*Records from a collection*
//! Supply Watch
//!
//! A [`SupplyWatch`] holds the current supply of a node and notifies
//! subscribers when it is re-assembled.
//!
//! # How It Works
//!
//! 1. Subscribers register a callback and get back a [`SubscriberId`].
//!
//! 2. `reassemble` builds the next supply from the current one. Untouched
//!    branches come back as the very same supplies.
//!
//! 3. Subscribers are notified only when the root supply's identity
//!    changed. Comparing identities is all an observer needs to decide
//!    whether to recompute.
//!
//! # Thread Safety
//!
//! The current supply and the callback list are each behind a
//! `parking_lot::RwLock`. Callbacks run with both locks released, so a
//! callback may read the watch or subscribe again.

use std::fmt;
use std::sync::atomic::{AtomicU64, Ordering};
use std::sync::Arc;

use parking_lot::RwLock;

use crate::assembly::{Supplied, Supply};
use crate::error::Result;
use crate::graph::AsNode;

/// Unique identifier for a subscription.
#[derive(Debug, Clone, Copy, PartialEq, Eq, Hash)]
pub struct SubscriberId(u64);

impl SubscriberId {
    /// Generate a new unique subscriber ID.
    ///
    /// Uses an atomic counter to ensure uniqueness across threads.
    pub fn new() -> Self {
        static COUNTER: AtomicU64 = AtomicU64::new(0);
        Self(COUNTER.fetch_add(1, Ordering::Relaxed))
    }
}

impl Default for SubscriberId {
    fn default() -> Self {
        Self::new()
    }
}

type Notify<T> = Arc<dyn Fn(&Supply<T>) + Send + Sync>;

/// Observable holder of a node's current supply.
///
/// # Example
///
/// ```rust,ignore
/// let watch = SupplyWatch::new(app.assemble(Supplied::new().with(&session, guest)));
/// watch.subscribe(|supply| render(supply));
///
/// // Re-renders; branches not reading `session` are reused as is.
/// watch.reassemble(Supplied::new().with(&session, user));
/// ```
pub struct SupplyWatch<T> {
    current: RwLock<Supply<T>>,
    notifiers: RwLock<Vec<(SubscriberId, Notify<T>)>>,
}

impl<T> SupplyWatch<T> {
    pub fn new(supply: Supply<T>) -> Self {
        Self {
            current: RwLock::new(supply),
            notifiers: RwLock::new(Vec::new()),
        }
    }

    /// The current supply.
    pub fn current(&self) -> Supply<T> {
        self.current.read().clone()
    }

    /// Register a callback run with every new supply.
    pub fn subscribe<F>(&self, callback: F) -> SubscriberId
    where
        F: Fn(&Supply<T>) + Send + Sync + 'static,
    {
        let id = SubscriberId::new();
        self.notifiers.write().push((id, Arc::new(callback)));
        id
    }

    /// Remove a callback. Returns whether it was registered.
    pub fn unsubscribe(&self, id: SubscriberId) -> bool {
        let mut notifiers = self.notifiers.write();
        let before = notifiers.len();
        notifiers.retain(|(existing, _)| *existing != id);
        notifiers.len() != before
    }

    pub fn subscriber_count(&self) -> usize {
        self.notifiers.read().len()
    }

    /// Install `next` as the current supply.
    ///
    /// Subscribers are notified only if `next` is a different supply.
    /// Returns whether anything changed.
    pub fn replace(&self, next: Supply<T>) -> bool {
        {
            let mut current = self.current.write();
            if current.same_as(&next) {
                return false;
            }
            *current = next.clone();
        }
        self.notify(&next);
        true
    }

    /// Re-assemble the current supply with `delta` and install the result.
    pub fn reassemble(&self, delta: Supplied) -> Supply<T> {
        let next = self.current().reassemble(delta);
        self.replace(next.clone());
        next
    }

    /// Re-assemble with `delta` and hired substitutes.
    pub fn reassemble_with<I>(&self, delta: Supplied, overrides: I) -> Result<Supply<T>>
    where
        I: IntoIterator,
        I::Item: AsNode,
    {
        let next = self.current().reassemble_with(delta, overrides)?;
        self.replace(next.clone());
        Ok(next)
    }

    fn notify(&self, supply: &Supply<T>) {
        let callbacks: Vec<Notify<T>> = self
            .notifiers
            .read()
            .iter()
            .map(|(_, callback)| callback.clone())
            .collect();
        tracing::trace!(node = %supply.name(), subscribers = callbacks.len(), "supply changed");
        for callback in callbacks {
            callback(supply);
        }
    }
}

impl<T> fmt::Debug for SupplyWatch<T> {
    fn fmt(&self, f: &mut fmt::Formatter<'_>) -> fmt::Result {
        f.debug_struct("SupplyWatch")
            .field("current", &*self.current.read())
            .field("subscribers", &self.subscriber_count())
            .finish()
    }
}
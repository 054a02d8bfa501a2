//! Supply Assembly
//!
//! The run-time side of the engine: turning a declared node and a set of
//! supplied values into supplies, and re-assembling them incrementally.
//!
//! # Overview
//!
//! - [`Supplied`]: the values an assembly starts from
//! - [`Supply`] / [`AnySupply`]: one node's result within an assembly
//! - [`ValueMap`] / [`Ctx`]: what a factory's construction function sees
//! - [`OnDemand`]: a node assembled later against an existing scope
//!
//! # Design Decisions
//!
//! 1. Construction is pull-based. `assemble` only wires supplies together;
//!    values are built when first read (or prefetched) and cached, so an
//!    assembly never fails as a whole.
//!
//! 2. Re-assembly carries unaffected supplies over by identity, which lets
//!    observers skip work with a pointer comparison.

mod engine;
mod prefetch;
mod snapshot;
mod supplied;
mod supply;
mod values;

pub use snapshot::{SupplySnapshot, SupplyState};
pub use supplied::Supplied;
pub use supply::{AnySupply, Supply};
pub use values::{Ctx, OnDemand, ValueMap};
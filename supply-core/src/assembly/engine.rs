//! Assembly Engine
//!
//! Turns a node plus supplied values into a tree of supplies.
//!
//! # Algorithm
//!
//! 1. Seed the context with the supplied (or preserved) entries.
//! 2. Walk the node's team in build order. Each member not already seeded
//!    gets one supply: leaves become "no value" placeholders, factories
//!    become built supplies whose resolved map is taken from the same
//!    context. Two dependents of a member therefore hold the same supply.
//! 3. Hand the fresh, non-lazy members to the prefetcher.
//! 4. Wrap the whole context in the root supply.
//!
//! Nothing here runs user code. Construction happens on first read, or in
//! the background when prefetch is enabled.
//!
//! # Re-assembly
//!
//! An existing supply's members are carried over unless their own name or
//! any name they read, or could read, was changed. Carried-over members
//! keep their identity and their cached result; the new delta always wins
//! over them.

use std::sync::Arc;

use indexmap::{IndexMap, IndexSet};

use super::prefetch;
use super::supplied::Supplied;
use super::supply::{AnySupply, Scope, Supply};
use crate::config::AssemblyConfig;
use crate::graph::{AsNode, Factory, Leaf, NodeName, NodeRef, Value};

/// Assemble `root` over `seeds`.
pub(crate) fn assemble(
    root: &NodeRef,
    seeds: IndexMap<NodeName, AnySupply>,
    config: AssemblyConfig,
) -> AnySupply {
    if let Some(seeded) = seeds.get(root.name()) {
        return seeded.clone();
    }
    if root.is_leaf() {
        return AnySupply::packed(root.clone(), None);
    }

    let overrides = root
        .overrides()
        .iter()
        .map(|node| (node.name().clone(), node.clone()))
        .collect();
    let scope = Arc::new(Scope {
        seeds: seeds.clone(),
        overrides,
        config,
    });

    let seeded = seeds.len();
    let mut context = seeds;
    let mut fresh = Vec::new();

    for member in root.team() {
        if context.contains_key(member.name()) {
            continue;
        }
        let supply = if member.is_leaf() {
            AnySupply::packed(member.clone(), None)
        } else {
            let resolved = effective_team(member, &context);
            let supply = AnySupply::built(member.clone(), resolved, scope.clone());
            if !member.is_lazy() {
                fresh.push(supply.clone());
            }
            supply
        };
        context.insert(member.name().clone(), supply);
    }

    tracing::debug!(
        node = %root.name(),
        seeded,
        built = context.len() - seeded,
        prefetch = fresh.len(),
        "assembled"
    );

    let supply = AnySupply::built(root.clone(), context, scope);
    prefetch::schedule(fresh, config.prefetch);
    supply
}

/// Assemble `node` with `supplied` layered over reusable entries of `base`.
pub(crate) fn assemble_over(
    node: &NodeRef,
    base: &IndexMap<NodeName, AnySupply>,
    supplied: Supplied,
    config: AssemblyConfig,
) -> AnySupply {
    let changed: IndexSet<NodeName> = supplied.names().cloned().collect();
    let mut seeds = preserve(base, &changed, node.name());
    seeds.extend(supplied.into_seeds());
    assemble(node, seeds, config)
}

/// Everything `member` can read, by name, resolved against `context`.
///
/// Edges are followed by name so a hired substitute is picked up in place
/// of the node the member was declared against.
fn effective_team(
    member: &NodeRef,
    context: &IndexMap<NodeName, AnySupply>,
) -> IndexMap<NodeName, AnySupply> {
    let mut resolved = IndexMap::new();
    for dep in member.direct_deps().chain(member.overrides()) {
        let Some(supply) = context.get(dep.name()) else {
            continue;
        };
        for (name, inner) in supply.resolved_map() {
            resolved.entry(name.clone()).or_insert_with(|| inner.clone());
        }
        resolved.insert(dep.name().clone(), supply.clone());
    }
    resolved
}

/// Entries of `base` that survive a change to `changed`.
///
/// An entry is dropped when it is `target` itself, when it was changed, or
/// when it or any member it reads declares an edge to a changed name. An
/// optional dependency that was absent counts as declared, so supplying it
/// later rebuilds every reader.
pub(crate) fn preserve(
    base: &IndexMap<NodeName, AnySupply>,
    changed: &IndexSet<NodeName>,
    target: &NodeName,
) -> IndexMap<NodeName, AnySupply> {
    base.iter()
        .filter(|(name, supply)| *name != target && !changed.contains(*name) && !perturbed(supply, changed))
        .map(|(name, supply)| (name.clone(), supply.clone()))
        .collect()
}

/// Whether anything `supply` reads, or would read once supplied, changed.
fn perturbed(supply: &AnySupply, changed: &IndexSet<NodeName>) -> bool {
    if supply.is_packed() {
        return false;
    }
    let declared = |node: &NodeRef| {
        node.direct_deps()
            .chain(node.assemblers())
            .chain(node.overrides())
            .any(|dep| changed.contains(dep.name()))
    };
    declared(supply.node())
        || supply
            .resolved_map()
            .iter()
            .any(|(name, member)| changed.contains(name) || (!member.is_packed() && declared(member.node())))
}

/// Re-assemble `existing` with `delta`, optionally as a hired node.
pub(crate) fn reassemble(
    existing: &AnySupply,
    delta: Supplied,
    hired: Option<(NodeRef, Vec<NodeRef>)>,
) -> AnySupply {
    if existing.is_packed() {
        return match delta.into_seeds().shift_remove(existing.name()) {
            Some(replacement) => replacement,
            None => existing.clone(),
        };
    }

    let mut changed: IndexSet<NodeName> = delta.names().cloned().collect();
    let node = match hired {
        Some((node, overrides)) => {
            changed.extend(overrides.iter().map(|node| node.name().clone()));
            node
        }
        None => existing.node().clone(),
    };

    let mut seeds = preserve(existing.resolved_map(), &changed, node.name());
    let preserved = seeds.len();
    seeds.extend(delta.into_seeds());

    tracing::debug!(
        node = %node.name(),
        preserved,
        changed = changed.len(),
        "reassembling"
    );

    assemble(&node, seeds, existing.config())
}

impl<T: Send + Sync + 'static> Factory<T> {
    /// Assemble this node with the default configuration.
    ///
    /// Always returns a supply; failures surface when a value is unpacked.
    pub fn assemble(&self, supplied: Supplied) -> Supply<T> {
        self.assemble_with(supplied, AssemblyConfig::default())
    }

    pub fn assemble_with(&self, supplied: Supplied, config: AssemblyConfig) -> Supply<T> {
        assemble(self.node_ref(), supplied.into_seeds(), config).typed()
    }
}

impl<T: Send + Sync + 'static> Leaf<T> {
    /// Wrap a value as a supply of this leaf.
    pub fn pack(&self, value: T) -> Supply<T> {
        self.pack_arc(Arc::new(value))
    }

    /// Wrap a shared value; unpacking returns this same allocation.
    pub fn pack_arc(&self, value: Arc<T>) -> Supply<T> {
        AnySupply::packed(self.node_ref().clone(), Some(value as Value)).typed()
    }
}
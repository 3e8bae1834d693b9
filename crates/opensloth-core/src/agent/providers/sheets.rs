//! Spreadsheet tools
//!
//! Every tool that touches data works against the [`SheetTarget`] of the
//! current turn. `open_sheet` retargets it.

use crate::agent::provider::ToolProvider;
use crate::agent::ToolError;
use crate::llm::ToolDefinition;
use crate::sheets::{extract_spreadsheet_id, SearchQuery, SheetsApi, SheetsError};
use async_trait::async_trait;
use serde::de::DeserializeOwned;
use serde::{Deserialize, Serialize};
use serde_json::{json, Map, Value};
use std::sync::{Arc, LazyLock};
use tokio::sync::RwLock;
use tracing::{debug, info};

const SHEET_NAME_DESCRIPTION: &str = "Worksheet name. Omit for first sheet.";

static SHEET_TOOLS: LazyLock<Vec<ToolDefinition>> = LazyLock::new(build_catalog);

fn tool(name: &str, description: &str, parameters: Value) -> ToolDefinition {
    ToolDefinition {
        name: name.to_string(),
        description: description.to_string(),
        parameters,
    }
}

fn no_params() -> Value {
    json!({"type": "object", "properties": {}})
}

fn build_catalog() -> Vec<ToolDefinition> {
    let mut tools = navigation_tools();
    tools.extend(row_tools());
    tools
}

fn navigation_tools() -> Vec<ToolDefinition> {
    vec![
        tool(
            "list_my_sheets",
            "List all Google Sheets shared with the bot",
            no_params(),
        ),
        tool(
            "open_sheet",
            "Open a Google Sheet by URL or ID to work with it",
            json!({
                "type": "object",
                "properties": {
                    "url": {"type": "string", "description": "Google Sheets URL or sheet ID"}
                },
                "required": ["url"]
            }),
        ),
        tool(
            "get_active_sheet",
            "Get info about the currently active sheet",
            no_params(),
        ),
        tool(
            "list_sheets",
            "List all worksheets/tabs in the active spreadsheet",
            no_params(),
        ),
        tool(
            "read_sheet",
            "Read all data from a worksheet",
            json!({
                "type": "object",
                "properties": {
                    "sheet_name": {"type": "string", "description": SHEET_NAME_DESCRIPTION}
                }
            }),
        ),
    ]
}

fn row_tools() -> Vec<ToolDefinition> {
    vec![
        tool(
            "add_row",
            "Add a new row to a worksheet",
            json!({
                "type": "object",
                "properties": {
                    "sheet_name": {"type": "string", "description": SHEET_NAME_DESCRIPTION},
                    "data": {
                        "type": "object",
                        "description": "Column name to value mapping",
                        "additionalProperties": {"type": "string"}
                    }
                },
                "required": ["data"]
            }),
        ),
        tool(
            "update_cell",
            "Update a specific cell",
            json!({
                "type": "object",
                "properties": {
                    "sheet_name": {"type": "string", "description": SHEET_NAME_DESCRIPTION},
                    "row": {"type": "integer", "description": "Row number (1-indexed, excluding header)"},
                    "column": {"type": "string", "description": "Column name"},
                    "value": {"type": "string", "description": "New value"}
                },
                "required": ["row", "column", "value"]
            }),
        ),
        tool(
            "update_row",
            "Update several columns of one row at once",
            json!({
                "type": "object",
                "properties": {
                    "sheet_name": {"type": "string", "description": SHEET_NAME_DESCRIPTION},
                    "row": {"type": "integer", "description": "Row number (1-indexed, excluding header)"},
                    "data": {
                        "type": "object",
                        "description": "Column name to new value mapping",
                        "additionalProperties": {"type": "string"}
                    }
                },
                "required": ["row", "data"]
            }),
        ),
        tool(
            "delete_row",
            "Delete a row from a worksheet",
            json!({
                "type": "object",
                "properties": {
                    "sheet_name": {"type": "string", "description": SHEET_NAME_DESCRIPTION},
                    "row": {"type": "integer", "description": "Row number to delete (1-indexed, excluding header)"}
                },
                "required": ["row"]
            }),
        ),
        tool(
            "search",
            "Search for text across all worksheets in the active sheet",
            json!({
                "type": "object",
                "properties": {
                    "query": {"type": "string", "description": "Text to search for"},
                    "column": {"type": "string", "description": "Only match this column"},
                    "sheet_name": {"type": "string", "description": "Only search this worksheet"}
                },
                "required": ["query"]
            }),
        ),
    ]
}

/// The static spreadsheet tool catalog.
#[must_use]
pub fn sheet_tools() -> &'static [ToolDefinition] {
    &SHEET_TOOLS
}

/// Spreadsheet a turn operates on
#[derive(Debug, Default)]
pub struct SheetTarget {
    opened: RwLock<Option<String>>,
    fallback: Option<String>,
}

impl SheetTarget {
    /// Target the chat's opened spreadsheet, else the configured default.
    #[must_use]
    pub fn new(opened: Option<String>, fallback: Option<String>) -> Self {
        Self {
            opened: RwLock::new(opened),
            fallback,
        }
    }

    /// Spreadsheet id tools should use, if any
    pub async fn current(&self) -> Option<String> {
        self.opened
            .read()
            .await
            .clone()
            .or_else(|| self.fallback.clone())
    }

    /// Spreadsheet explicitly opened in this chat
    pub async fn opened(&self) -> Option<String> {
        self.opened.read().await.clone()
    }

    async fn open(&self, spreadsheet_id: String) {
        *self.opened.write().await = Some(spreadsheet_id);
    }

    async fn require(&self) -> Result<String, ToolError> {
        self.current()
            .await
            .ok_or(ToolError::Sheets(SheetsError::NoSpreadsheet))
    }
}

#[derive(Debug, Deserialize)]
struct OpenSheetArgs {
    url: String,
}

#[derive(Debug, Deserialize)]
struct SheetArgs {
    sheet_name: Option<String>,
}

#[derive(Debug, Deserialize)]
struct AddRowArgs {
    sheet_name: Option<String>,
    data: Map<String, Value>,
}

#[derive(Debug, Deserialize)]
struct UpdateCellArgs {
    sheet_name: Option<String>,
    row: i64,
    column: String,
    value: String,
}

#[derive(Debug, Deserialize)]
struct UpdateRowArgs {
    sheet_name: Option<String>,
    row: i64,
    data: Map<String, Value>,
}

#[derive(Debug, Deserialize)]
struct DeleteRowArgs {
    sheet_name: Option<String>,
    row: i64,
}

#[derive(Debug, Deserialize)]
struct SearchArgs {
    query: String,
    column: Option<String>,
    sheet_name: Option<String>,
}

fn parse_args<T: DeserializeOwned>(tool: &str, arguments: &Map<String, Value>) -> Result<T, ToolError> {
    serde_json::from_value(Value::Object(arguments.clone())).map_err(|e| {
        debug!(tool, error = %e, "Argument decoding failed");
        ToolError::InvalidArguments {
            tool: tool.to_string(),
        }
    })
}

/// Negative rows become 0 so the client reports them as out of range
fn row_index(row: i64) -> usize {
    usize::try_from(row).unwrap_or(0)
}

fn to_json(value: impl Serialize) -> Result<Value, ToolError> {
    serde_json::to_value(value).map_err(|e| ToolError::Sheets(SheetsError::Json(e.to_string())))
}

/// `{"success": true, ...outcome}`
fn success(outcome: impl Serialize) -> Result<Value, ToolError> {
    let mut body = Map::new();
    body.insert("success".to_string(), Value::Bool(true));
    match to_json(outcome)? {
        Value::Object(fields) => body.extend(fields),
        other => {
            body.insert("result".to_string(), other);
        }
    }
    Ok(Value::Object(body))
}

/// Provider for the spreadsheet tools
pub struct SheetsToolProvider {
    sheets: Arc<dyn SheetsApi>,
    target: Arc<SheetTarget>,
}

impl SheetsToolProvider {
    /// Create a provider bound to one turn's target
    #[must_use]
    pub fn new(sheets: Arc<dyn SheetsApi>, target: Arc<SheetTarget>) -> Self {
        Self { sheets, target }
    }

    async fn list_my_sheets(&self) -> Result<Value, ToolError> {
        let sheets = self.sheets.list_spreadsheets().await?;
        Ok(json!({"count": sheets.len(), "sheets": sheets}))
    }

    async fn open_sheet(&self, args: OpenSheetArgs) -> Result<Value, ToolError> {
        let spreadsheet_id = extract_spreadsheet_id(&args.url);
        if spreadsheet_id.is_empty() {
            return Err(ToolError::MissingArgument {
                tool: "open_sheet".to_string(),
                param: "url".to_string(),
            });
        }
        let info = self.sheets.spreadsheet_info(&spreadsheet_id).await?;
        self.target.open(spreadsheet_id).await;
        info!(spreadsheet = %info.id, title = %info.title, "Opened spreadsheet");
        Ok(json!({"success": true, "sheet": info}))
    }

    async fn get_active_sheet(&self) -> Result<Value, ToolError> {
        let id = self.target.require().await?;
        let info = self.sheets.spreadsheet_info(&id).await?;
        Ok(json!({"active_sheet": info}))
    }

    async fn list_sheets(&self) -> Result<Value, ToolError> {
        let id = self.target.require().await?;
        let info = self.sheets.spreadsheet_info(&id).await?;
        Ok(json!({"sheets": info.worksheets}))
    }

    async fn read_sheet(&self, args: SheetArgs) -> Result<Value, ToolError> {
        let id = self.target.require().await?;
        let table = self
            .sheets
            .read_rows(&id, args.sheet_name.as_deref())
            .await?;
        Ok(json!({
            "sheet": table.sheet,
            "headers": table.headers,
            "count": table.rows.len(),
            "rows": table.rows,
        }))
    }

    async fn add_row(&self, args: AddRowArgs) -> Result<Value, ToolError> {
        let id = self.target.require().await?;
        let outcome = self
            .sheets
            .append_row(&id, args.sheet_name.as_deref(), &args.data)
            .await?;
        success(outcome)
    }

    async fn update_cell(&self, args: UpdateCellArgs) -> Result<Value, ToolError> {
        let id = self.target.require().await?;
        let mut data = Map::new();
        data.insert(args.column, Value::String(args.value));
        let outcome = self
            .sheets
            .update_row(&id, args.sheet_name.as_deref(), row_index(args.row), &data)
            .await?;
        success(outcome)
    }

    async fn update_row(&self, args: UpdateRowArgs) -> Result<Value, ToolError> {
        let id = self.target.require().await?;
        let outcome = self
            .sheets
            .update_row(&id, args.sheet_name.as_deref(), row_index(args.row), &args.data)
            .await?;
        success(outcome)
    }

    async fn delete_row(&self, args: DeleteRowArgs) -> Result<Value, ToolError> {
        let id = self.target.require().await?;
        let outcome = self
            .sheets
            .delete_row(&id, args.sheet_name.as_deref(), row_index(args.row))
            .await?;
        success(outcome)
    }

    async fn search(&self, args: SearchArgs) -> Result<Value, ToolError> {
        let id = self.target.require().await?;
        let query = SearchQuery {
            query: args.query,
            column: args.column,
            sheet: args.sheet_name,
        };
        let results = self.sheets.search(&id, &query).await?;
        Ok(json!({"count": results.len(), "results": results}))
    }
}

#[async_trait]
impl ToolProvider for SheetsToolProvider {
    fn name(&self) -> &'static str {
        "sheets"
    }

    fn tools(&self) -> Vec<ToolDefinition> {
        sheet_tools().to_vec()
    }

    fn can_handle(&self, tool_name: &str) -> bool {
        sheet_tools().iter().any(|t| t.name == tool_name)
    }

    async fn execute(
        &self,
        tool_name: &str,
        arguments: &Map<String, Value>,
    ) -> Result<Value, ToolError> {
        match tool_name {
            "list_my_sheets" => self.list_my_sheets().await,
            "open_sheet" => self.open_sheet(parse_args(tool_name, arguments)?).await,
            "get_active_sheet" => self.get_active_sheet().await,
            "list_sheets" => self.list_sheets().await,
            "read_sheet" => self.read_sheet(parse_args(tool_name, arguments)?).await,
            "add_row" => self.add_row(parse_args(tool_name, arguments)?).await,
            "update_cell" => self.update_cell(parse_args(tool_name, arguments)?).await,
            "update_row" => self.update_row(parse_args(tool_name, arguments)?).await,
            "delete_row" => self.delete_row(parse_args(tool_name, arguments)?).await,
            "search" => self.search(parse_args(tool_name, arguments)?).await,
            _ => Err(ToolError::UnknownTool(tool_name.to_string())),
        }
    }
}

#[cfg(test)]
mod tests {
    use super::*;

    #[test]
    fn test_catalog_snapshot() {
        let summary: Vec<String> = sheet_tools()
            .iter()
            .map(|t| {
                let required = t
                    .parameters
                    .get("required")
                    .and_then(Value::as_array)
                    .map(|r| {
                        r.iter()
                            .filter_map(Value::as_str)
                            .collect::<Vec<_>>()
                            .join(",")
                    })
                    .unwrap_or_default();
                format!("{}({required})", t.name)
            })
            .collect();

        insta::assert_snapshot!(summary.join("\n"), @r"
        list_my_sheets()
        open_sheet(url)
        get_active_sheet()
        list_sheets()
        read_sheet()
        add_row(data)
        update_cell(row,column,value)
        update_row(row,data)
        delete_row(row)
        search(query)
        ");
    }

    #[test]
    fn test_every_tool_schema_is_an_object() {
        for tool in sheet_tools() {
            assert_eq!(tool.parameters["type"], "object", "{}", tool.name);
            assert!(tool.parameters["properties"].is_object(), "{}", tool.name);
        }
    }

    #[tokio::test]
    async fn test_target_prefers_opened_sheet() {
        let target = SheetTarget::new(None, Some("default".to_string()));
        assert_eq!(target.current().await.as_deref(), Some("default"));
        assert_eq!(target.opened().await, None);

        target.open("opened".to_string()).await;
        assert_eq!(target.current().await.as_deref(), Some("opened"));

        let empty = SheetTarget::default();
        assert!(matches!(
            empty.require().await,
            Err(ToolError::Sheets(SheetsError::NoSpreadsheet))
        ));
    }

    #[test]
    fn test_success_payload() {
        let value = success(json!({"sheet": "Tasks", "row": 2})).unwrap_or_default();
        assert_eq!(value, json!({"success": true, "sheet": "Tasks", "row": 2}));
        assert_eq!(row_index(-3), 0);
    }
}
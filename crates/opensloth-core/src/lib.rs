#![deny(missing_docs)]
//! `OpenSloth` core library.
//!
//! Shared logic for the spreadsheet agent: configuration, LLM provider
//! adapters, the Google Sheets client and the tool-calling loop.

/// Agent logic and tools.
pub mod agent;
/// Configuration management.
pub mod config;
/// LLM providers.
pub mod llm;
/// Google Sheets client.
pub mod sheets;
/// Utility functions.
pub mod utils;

*PROBLEM TO SOLVE*
Retype the portion of the data above that starts on the line with "the same supply." and finishes on the line with "own name or", including both of those lines.

*WRITTEN ANSWER*
//!    context. Two dependents of a member therefore hold the same supply.
//! 3. Hand the fresh, non-lazy members to the prefetcher.
//! 4. Wrap the whole context in the root supply.
//!
//! Nothing here runs user code. Construction happens on first read, or in
//! the background when prefetch is enabled.
//!
//! # Re-assembly
//!
//! An existing supply's members are carried over unless their own name or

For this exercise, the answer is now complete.